Over a significant time spent in the fraud industry, I have seen the tools in the market place improve dramatically. Fraud prevention technology is extremely advanced. Yet, the combination of man and machine is still creating false declines, to the tune
of $118bn/year in the USA (Javelin Research),
as reported in 2016. Whereas the actual picture was an overall fraud loss of $9bn, nearly thirteen times less. Doesn’t the process look broken?
If we break down the process, there are typically three operational options that organisations follow to stop fraud:
- Hybrid – This tends to be the typical operational option in the market place, with the vendor helping to generate the fraud strategy and by doing modelling. Model/rules sets are created and implemented by the vendor, and yet the client is left with the
consequences. The downside to this model is very simple. Who is accountable? It is also time consuming (not real-time enough) and more expensive.
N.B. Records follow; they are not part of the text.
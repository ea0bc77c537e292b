//! Avatar bundle loading (glTF/GLB + VRM extensions).

use async_trait::async_trait;
use glam::{Mat4, Quat, Vec3};
use std::collections::HashMap;

use super::model::{Avatar, ExpressionDef, MeshData, MorphBind, PrimitiveData, SkinData, Skeleton};
use super::vrm::{self, BindTarget};
use crate::error::LoadError;
use crate::fetch::fetch_bytes;

/// Produces an [`Avatar`] from a URL.
#[async_trait]
pub trait AssetLoader: Send + Sync {
    async fn load(&self, url: &str) -> Result<Avatar, LoadError>;
}

/// Loads VRM 1.0 / 0.x models from glTF or GLB bundles.
#[derive(Debug, Default, Clone, Copy)]
pub struct VrmLoader;

#[async_trait]
impl AssetLoader for VrmLoader {
    async fn load(&self, url: &str) -> Result<Avatar, LoadError> {
        let bytes = fetch_bytes(url).await.map_err(|message| LoadError::Fetch {
            url: url.to_string(),
            message,
        })?;

        let source = url.to_string();
        tokio::task::spawn_blocking(move || parse_avatar(&bytes, &source))
            .await
            .map_err(|e| LoadError::Parse(format!("parser task failed: {}", e)))?
    }
}

/// Parse a glTF/GLB VRM bundle into an [`Avatar`].
pub fn parse_avatar(data: &[u8], source: &str) -> Result<Avatar, LoadError> {
    let root = vrm::json_chunk(data).map_err(LoadError::Parse)?;
    let (document, buffers, _images) =
        gltf::import_slice(data).map_err(|e| LoadError::Parse(e.to_string()))?;
    let buf = &buffers;

    let node_count = document.nodes().count();
    let bone_to_node: HashMap<String, usize> = vrm::parse_humanoid_bones(&root)
        .into_iter()
        .filter(|&(_, node)| node < node_count)
        .collect();
    if bone_to_node.is_empty() {
        return Err(LoadError::NoHumanoid);
    }

    let mut skins = Vec::new();
    for skin in document.skins() {
        let joints: Vec<usize> = skin.joints().map(|j| j.index()).collect();
        let reader = skin.reader(|buffer| Some(&buf[buffer.index()]));
        let inverse_bind_matrices: Vec<Mat4> = reader
            .read_inverse_bind_matrices()
            .map(|iter| iter.map(|m| Mat4::from_cols_array_2d(&m)).collect())
            .unwrap_or_else(|| vec![Mat4::IDENTITY; joints.len()]);
        skins.push(SkinData {
            joints,
            inverse_bind_matrices,
        });
    }

    let mut meshes = Vec::new();
    let mut morph_names_by_mesh = Vec::new();
    for mesh in document.meshes() {
        morph_names_by_mesh.push(vrm::parse_morph_target_names(&mesh));

        let mut primitives = Vec::new();
        for prim in mesh.primitives() {
            let reader = prim.reader(|buffer| Some(&buf[buffer.index()]));

            let positions: Vec<Vec3> = reader
                .read_positions()
                .map(|iter| iter.map(Vec3::from).collect())
                .unwrap_or_default();
            let normals: Vec<Vec3> = reader
                .read_normals()
                .map(|iter| iter.map(Vec3::from).collect())
                .unwrap_or_else(|| vec![Vec3::Y; positions.len()]);
            let indices: Vec<u32> = reader
                .read_indices()
                .map(|iter| iter.into_u32().collect())
                .unwrap_or_default();
            let joints: Vec<[u16; 4]> = reader
                .read_joints(0)
                .map(|iter| iter.into_u16().collect())
                .unwrap_or_else(|| vec![[0; 4]; positions.len()]);
            let weights: Vec<[f32; 4]> = reader
                .read_weights(0)
                .map(|iter| iter.into_f32().collect())
                .unwrap_or_else(|| vec![[1.0, 0.0, 0.0, 0.0]; positions.len()]);
            let morph_deltas: Vec<Vec<Vec3>> = reader
                .read_morph_targets()
                .map(|(positions, _normals, _tangents)| {
                    positions
                        .map(|iter| iter.map(Vec3::from).collect())
                        .unwrap_or_default()
                })
                .collect();

            primitives.push(PrimitiveData {
                positions,
                normals,
                indices,
                joints,
                weights,
                morph_deltas,
            });
        }

        meshes.push(MeshData {
            name: mesh.name().map(String::from),
            primitives,
        });
    }

    let node_mesh: Vec<Option<usize>> = document
        .nodes()
        .map(|n| n.mesh().map(|m| m.index()))
        .collect();

    let expressions: Vec<ExpressionDef> = vrm::parse_expressions(&root)
        .into_iter()
        .map(|raw| {
            let binds = raw
                .binds
                .iter()
                .filter_map(|b| {
                    let mesh = match b.target {
                        BindTarget::Node(node) => node_mesh.get(node).copied().flatten()?,
                        BindTarget::Mesh(mesh) => mesh,
                    };
                    (mesh < meshes.len()).then_some(MorphBind {
                        mesh,
                        morph_index: b.morph_index,
                        weight: b.weight,
                    })
                })
                .collect();
            ExpressionDef {
                name: raw.name,
                binds,
                is_binary: raw.is_binary,
            }
        })
        .collect();

    let skeleton = skeleton_from_document(&document, bone_to_node);
    let avatar = Avatar::new(source, skeleton, meshes, skins, expressions);
    let morph_names = avatar
        .face_mesh_idx
        .and_then(|i| morph_names_by_mesh.get(i).cloned())
        .unwrap_or_default();

    tracing::info!(
        "Parsed avatar {}: {} nodes, {} humanoid bones, {} meshes, {} expressions",
        source,
        avatar.skeleton.node_count(),
        avatar.skeleton.bone_to_node.len(),
        avatar.meshes.len(),
        avatar.expressions.len()
    );

    Ok(avatar.with_morph_target_names(morph_names))
}

/// Node hierarchy and rest TRS of a glTF document.
pub(crate) fn skeleton_from_document(
    document: &gltf::Document,
    bone_to_node: HashMap<String, usize>,
) -> Skeleton {
    let node_count = document.nodes().count();
    let mut parents = vec![None; node_count];
    for node in document.nodes() {
        for child in node.children() {
            parents[child.index()] = Some(node.index());
        }
    }

    let mut rest_translations = Vec::with_capacity(node_count);
    let mut rest_rotations = Vec::with_capacity(node_count);
    let mut rest_scales = Vec::with_capacity(node_count);
    for node in document.nodes() {
        let (t, r, s) = node.transform().decomposed();
        rest_translations.push(Vec3::from(t));
        rest_rotations.push(Quat::from_array(r).normalize());
        rest_scales.push(Vec3::from(s));
    }

    Skeleton::new(
        parents,
        rest_translations,
        rest_rotations,
        rest_scales,
        bone_to_node,
    )
}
- Self-Service – This is where a client is trained to operate the fraud tools. To execute this well, the tools must be truly self-service, so the client is not reliant on the vendor having to implement or build models/rules. The downside to this option is
ensuring that the client is use the technology fully. To do this well, vendor management programmes are required to be performed by the client. However, the client is in control, has full accountability and can react immediately to fraud problems.
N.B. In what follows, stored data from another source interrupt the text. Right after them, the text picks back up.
//! Fushigi3D Companion - headless preview
//!
//! Loads an avatar, optionally speaks an audio file over it, and runs the
//! frame loop without a renderer, logging what the avatar is doing.

use bytes::Bytes;
use clap::Parser;
use std::path::PathBuf;
use std::time::Duration;
use tracing::{info, warn, Level};
use tracing_subscriber::{fmt, prelude::*, EnvFilter};

use fushigi3d_companion::{
    config::Config, AvatarController, ControllerState, Screenplay, SpeechCompletion,
};

/// Fushigi3D Companion - headless avatar preview
#[derive(Parser, Debug)]
#[command(name = "fushigi3d-companion", version, about, long_about = None)]
struct Args {
    /// Configuration file path
    #[arg(short, long)]
    config: Option<PathBuf>,

    /// Avatar model URL or path (overrides config)
    #[arg(short, long)]
    model: Option<String>,

    /// Idle motion URL or path (overrides config)
    #[arg(long)]
    idle: Option<String>,

    /// Audio file to speak once the avatar is ready
    #[arg(short, long)]
    speak: Option<PathBuf>,

    /// Expression preset held while speaking
    #[arg(short, long, default_value = "happy")]
    expression: String,

    /// How long to run the frame loop (seconds)
    #[arg(long, default_value_t = 10.0)]
    seconds: f32,

    /// Frame rate of the preview loop
    #[arg(long, default_value_t = 30)]
    fps: u32,

    /// Enable verbose logging
    #[arg(short, long)]
    verbose: bool,
}

fn main() -> anyhow::Result<()> {
    let args = Args::parse();

    // Initialize logging
    let log_level = if args.verbose {
        Level::DEBUG
    } else {
        Level::INFO
    };

    tracing_subscriber::registry()
        .with(fmt::layer())
        .with(
            EnvFilter::builder()
                .with_default_directive(log_level.into())
                .from_env_lossy(),
        )
        .init();

    info!(
        "Starting {} v{}",
        fushigi3d_companion::NAME,
        fushigi3d_companion::VERSION
    );

    let runtime = tokio::runtime::Runtime::new()?;
    runtime.block_on(run(args))?;

    info!("Preview stopped");
    Ok(())
}

async fn run(args: Args) -> anyhow::Result<()> {
    // Load configuration
    let mut config = if let Some(ref path) = args.config {
        Config::from_file(path)?
    } else {
        Config::load()?
    };

    // Apply CLI overrides
    if let Some(ref model) = args.model {
        config.avatar.model_url = model.clone();
    }
    if let Some(ref idle) = args.idle {
        config.avatar.idle_motion_url = idle.clone();
    }

    config.validate()?;

    info!("Model: {}", config.avatar.model_url);
    info!(
        "Idle motion: {} ({})",
        config.avatar.idle_motion_url, config.avatar.idle_motion_format
    );
    info!("Playback sink: {:?}", config.lip_sync.sink);

    let model_url = config.avatar.model_url.clone();
    let mut controller = AvatarController::new(config)?;
    controller.load(&model_url).await?;

    if let Err(e) = controller.play_idle_animation().await {
        warn!("Idle animation unavailable: {}", e);
    }

    let mut speech = match args.speak {
        Some(ref path) => {
            let data = tokio::fs::read(path).await?;
            info!("Speaking {} ({} bytes)", path.display(), data.len());
            Some(
                controller
                    .speak(Bytes::from(data), Screenplay::new(args.expression.clone()))
                    .await?,
            )
        }
        None => None,
    };

    let fps = args.fps.clamp(1, 240);
    let delta = 1.0 / fps as f32;
    let total_frames = (args.seconds.max(0.0) * fps as f32) as u64;

    let mut interval = tokio::time::interval(Duration::from_secs_f32(delta));
    interval.set_missed_tick_behavior(tokio::time::MissedTickBehavior::Skip);

    let shutdown = shutdown_signal();
    tokio::pin!(shutdown);

    for frame in 0..total_frames {
        tokio::select! {
            _ = interval.tick() => {}
            _ = &mut shutdown => {
                info!("Interrupted");
                break;
            }
        }

        controller.update(delta);
        report_speech(&mut speech);

        if frame % fps as u64 == 0 {
            log_frame(&controller, frame as f32 * delta);
        }
    }

    controller.dispose();
    Ok(())
}

/// Resolves on Ctrl+C or SIGTERM. A handler that cannot be installed never
/// fires.
async fn shutdown_signal() {
    use tokio::signal;

    let ctrl_c = async {
        if let Err(e) = signal::ctrl_c().await {
            warn!("Failed to install Ctrl+C handler: {}", e);
            std::future::pending::<()>().await;
        }
    };

    #[cfg(unix)]
    let terminate = async {
        match signal::unix::signal(signal::unix::SignalKind::terminate()) {
            Ok(mut sigterm) => {
                sigterm.recv().await;
            }
            Err(e) => {
                warn!("Failed to install signal handler: {}", e);
                std::future::pending::<()>().await;
            }
        }
    };

    #[cfg(not(unix))]
    let terminate = std::future::pending::<()>();

    tokio::select! {
        _ = ctrl_c => {}
        _ = terminate => {}
    }
}

fn report_speech(speech: &mut Option<SpeechCompletion>) {
    let Some(completion) = speech.as_mut() else {
        return;
    };
    match completion.try_result() {
        Some(Ok(())) => {
            info!("Speech finished");
            *speech = None;
        }
        Some(Err(e)) => {
            warn!("Speech ended early: {}", e);
            *speech = None;
        }
        None => {}
    }
}

fn log_frame(controller: &AvatarController, time: f32) {
    let mouth = controller
        .avatar()
        .and_then(|a| a.expression_weight(&controller.config().expression.mouth_channel))
        .unwrap_or(0.0);

    match controller.state() {
        ControllerState::Speaking => info!(
            "[{:6.2}s] speaking as '{}' viseme={:.2} mouth={:.2}",
            time,
            controller.current_expression(),
            controller.viseme_weight(),
            mouth
        ),
        state => info!(
            "[{:6.2}s] {} expression='{}' motion_t={:.2}",
            time,
            state,
            controller.current_expression(),
            controller.motion_player().time()
        ),
    }
}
- Out-Sourced –In this outcome-based option, it means that the vendor is fully responsible for defining and implementing the fraud strategy for a client, based around clear key performance indicators. As the vendor has built the technology, then they understand
its capabilities, and potential imitations, better than anyone. The perceived downside to this option is that the client is not in control. The vendor is fully accountable. However, if the client sets the key performance indicators for which the vendor must
operate –isn’t the client in control?
Selecting the correct operational option
All the above operational models can be made to work. My team, who have been helping clients with their fraud management strategies over many years, prefer a blend of a self-service and out-sourced approach. This is because accountability is very clear.
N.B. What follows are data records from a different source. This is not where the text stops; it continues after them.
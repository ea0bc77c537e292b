//! Motion clips: per-bone keyframe tracks sampled into a humanoid pose.
//!
//! Rotations are stored in normalized humanoid space (identity = rest pose,
//! world axes), so one clip can drive any avatar. The hips offset is stored in
//! units of the source rig's hips height and rescaled on the target.

use glam::{Quat, Vec3};
use std::collections::HashMap;

use super::MotionFileType;
use crate::error::MotionLoadError;

/// Interpolation between keyframes, as in glTF samplers.
#[derive(Debug, Clone, Copy, PartialEq, Eq, Default)]
pub enum Interpolation {
    Step,
    #[default]
    Linear,
    /// Hermite spline; values are stored as (in-tangent, value, out-tangent)
    CubicSpline,
}

/// A value that can live in a keyframe track.
pub trait Keyframe: Copy {
    fn lerp_to(self, other: Self, t: f32) -> Self;
    /// Componentwise scale (used for spline tangents, not renormalized).
    fn scaled(self, factor: f32) -> Self;
    fn hermite(p0: Self, m0: Self, p1: Self, m1: Self, t: f32) -> Self;
    fn is_finite_value(&self) -> bool;
}

impl Keyframe for Vec3 {
    fn lerp_to(self, other: Self, t: f32) -> Self {
        self.lerp(other, t)
    }

    fn scaled(self, factor: f32) -> Self {
        self * factor
    }

    fn hermite(p0: Self, m0: Self, p1: Self, m1: Self, t: f32) -> Self {
        let [h00, h10, h01, h11] = hermite_basis(t);
        p0 * h00 + m0 * h10 + p1 * h01 + m1 * h11
    }

    fn is_finite_value(&self) -> bool {
        self.is_finite()
    }
}

impl Keyframe for Quat {
    fn lerp_to(self, other: Self, t: f32) -> Self {
        self.slerp(other, t).normalize()
    }

    fn scaled(self, factor: f32) -> Self {
        Quat::from_vec4(glam::Vec4::from(self) * factor)
    }

    fn hermite(p0: Self, m0: Self, p1: Self, m1: Self, t: f32) -> Self {
        let [h00, h10, h01, h11] = hermite_basis(t);
        let v = glam::Vec4::from(p0) * h00
            + glam::Vec4::from(m0) * h10
            + glam::Vec4::from(p1) * h01
            + glam::Vec4::from(m1) * h11;
        if v.length_squared() > 1e-12 {
            Quat::from_vec4(v.normalize())
        } else {
            p0
        }
    }

    fn is_finite_value(&self) -> bool {
        self.is_finite()
    }
}

fn hermite_basis(t: f32) -> [f32; 4] {
    let t2 = t * t;
    let t3 = t2 * t;
    [
        2.0 * t3 - 3.0 * t2 + 1.0,
        t3 - 2.0 * t2 + t,
        -2.0 * t3 + 3.0 * t2,
        t3 - t2,
    ]
}

/// Keyframes of a single animated value.
#[derive(Debug, Clone, PartialEq)]
pub struct Track<T> {
    times: Vec<f32>,
    values: Vec<T>,
    interpolation: Interpolation,
}

impl<T: Keyframe> Track<T> {
    /// Build a track, rejecting unsorted, non-finite, or mismatched data.
    pub fn new(
        times: Vec<f32>,
        values: Vec<T>,
        interpolation: Interpolation,
    ) -> Result<Self, MotionLoadError> {
        if times.is_empty() {
            return Err(MotionLoadError::Malformed("track has no keyframes".to_string()));
        }
        let expected = match interpolation {
            Interpolation::CubicSpline => times.len() * 3,
            Interpolation::Step | Interpolation::Linear => times.len(),
        };
        if values.len() != expected {
            return Err(MotionLoadError::Malformed(format!(
                "track has {} times but {} values",
                times.len(),
                values.len()
            )));
        }
        if times.iter().any(|t| !t.is_finite() || *t < 0.0) {
            return Err(MotionLoadError::Malformed("invalid keyframe time".to_string()));
        }
        if times.windows(2).any(|w| w[1] < w[0]) {
            return Err(MotionLoadError::Malformed(
                "keyframe times are not sorted".to_string(),
            ));
        }
        if values.iter().any(|v| !v.is_finite_value()) {
            return Err(MotionLoadError::Malformed("non-finite keyframe value".to_string()));
        }

        Ok(Self {
            times,
            values,
            interpolation,
        })
    }

    pub fn len(&self) -> usize {
        self.times.len()
    }

    pub fn is_empty(&self) -> bool {
        self.times.is_empty()
    }

    /// Time of the last keyframe.
    pub fn end_time(&self) -> f32 {
        self.times.last().copied().unwrap_or(0.0)
    }

    pub fn interpolation(&self) -> Interpolation {
        self.interpolation
    }

    fn value(&self, i: usize) -> T {
        match self.interpolation {
            Interpolation::CubicSpline => self.values[i * 3 + 1],
            Interpolation::Step | Interpolation::Linear => self.values[i],
        }
    }

    /// Sample at `time`, clamping outside the keyed range.
    pub fn sample(&self, time: f32) -> T {
        let last = self.times.len() - 1;
        if !(time > self.times[0]) {
            return self.value(0);
        }
        if time >= self.times[last] {
            return self.value(last);
        }

        // first keyframe strictly after `time`, always in 1..=last here
        let next = self.times.partition_point(|&t| t <= time);
        let prev = next - 1;
        let span = self.times[next] - self.times[prev];
        if span <= f32::EPSILON {
            return self.value(next);
        }
        let t = (time - self.times[prev]) / span;

        match self.interpolation {
            Interpolation::Step => self.value(prev),
            Interpolation::Linear => self.value(prev).lerp_to(self.value(next), t),
            Interpolation::CubicSpline => {
                // glTF tangents are per second, the Hermite basis wants per segment
                let out_tangent = self.values[prev * 3 + 2].scaled(span);
                let in_tangent = self.values[next * 3].scaled(span);
                T::hermite(self.value(prev), out_tangent, self.value(next), in_tangent, t)
            }
        }
    }
}

/// A sampled humanoid pose.
#[derive(Debug, Clone, Default, PartialEq)]
pub struct Pose {
    /// Normalized rotations by humanoid bone name (identity = rest)
    pub rotations: HashMap<String, Quat>,
    /// Hips displacement from rest in world axes, in hips-height units
    pub hips_offset: Option<Vec3>,
}

impl Pose {
    /// The rest pose: nothing driven.
    pub fn rest() -> Self {
        Self::default()
    }

    pub fn is_rest(&self) -> bool {
        self.rotations.is_empty() && self.hips_offset.is_none()
    }

    pub fn rotation(&self, bone: &str) -> Quat {
        self.rotations.get(bone).copied().unwrap_or(Quat::IDENTITY)
    }

    /// Blend towards `other` by `weight` (0 = self, 1 = other). Bones driven
    /// by only one side blend against the rest pose.
    pub fn blend(&self, other: &Pose, weight: f32) -> Pose {
        let weight = weight.clamp(0.0, 1.0);
        if weight <= 0.0 {
            return self.clone();
        }
        if weight >= 1.0 {
            return other.clone();
        }

        let mut rotations = HashMap::with_capacity(self.rotations.len().max(other.rotations.len()));
        for bone in self.rotations.keys().chain(other.rotations.keys()) {
            if rotations.contains_key(bone) {
                continue;
            }
            let q = self.rotation(bone).lerp_to(other.rotation(bone), weight);
            rotations.insert(bone.clone(), q);
        }

        let hips_offset = match (self.hips_offset, other.hips_offset) {
            (None, None) => None,
            (a, b) => Some(a.unwrap_or(Vec3::ZERO).lerp(b.unwrap_or(Vec3::ZERO), weight)),
        };

        Pose {
            rotations,
            hips_offset,
        }
    }

    /// Overwrite bones driven by `other`, keeping the rest of `self`.
    pub fn overlay(&self, other: &Pose, weight: f32) -> Pose {
        let weight = weight.clamp(0.0, 1.0);
        let mut out = self.clone();
        for (bone, &q) in &other.rotations {
            let base = self.rotation(bone);
            out.rotations.insert(bone.clone(), base.lerp_to(q, weight));
        }
        if let Some(offset) = other.hips_offset {
            let base = self.hips_offset.unwrap_or(Vec3::ZERO);
            out.hips_offset = Some(base.lerp(offset, weight));
        }
        out
    }
}

/// An immutable, loaded motion clip.
#[derive(Debug, Clone, PartialEq)]
pub struct MotionClip {
    pub name: String,
    pub file_type: MotionFileType,
    duration: f32,
    rotations: HashMap<String, Track<Quat>>,
    hips_offset: Option<Track<Vec3>>,
}

impl MotionClip {
    /// Assemble a clip; at least one track and a positive duration are required.
    pub fn new(
        name: impl Into<String>,
        file_type: MotionFileType,
        duration: f32,
        rotations: HashMap<String, Track<Quat>>,
        hips_offset: Option<Track<Vec3>>,
    ) -> Result<Self, MotionLoadError> {
        if rotations.is_empty() && hips_offset.is_none() {
            return Err(MotionLoadError::Malformed("clip has no humanoid tracks".to_string()));
        }
        if !(duration.is_finite() && duration > 0.0) {
            return Err(MotionLoadError::Malformed(format!(
                "clip duration must be > 0 (got {})",
                duration
            )));
        }
        Ok(Self {
            name: name.into(),
            file_type,
            duration,
            rotations,
            hips_offset,
        })
    }

    pub fn duration(&self) -> f32 {
        self.duration
    }

    pub fn bones(&self) -> impl Iterator<Item = &str> {
        self.rotations.keys().map(|s| s.as_str())
    }

    pub fn track_count(&self) -> usize {
        self.rotations.len() + usize::from(self.hips_offset.is_some())
    }

    /// Sample the clip at `time` seconds (clamped to the clip range).
    pub fn sample(&self, time: f32) -> Pose {
        let time = time.clamp(0.0, self.duration);
        Pose {
            rotations: self
                .rotations
                .iter()
                .map(|(bone, track)| (bone.clone(), track.sample(time)))
                .collect(),
            hips_offset: self.hips_offset.as_ref().map(|t| t.sample(time)),
        }
    }
}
In the case of self-service, the best anti-fraud tools have been designed to be self-service based on the principle that anyone could use them and that they offer
As payment fraud is a global problem, an out-sourced service allows organisations to benefit from a worldwide view of fraud across their vendor’s international client base. This sort of service can be technically distributed via the cloud, hence avoiding
major upfront IT costs.
Why zero ambiguity is key
As well as focusing on the tools used, it is important, when reviewing your fraud prevention management, that the operational processes are designed for zero ambiguity. There is no point in paying for the best tools, if they are not being deployed in the
most operationally efficient manner.
Our research into behavioral economics shows that as humans, certain biases (decision fatigue, inattentional blindness, and herd instinct) impact our ability to operate perfectly. For example, expecting fraud teams to work through thousands of pieces of
data and be spot on every time, is simply not practical.
Machines need to be allowed to lead some stages of the tedious, repetitive processes – releasing human creativity. As a result, I believe that there is a role for both humans and machines in the world of business.
Instead of man versus machine, I believe the approach should be man AND machine. A.I. will release human creativity and that freedom will, in turn, allow humans to realise the potential of the technology and its application.
Using best-of-breed machine learning technology, many businesses have significantly reduced the amount of time it takes to analyse data and have provided increased accuracy in fraud detection and a reduction in false positive rates, meaning less declines
and more transactions – greater acceptance.
However, the role of the human, interpreting, analysing and understanding is still key to the process – that is why there needs to be zero ambiguity.